— Work task —
Print the lines of the data, starting with the first, up to and including the line where "segment, so exact" appears.

— Record extracts —
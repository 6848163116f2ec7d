use super::FuzzyEq;

/// Ordering comparisons with slack, used to decide whether a degree space projection (e.g. a
/// perpendicular foot) falls within a segment's extent.
///
/// A foot computed from a line equation lands a few ulps off an axis aligned segment, so exact
/// `<=`/`>=` would reject it.
pub trait FuzzyOrd: FuzzyEq {
    /// `self >= other` allowing `fuzzy_epsilon` of undershoot.
    fn fuzzy_ge_eps(&self, other: Self, fuzzy_epsilon: Self) -> bool;

    /// `self <= other` allowing `fuzzy_epsilon` of overshoot.
    fn fuzzy_le_eps(&self, other: Self, fuzzy_epsilon: Self) -> bool;

    /// Test if `self` lies within `[min, max]` widened by `fuzzy_epsilon` on both ends.
    ///
    /// # Examples
    ///
    /// ```
    /// # use road_chainage::core::traits::*;
    /// // longitude extent of a short road segment
    /// assert!(116.40739f64.fuzzy_in_range_eps(116.4074, 116.4174, 1e-4));
    /// assert!(!116.40739f64.fuzzy_in_range_eps(116.4074, 116.4174, 1e-8));
    /// assert!(!116.42f64.fuzzy_in_range_eps(116.4074, 116.4174, 1e-8));
    /// ```
    #[inline]
    fn fuzzy_in_range_eps(&self, min: Self, max: Self, fuzzy_epsilon: Self) -> bool {
        self.fuzzy_ge_eps(min, fuzzy_epsilon) && self.fuzzy_le_eps(max, fuzzy_epsilon)
    }

    #[inline]
    fn fuzzy_in_range(&self, min: Self, max: Self) -> bool {
        self.fuzzy_in_range_eps(min, max, Self::fuzzy_epsilon())
    }

    /// Same as [FuzzyOrd::fuzzy_in_range] but `a` and `b` may be given in either order, as the
    /// two coordinates of a segment's end points usually are.
    ///
    /// # Examples
    ///
    /// ```
    /// # use road_chainage::core::traits::*;
    /// // latitude of a foot on an east-west segment, a rounding step below the segment
    /// let foot_lat = 39.0f64 - 1e-11;
    /// assert!(foot_lat.fuzzy_between(39.0, 39.0));
    /// assert!(39.5f64.fuzzy_between(40.0, 39.0));
    /// assert!(!38.9f64.fuzzy_between(40.0, 39.0));
    /// ```
    #[inline]
    fn fuzzy_between(&self, a: Self, b: Self) -> bool {
        self.fuzzy_in_range(a, b) || self.fuzzy_in_range(b, a)
    }
}

macro_rules! impl_fuzzy_ord {
    ($ty:ty) => {
        impl FuzzyOrd for $ty {
            #[inline]
            fn fuzzy_ge_eps(&self, other: $ty, fuzzy_epsilon: $ty) -> bool {
                *self >= other - fuzzy_epsilon
            }

            #[inline]
            fn fuzzy_le_eps(&self, other: $ty, fuzzy_epsilon: $ty) -> bool {
                *self <= other + fuzzy_epsilon
            }
        }
    };
}

impl_fuzzy_ord!(f32);
impl_fuzzy_ord!(f64);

— Final answer —
repository 6848163116f2ec7d
use super::FuzzyEq;

/// Ordering comparisons with slack, used to decide whether a degree space projection (e.g. a
/// perpendicular foot) falls within a segment's extent.
///
/// A foot computed from a line equation lands a few ulps off an axis aligned segment, so exact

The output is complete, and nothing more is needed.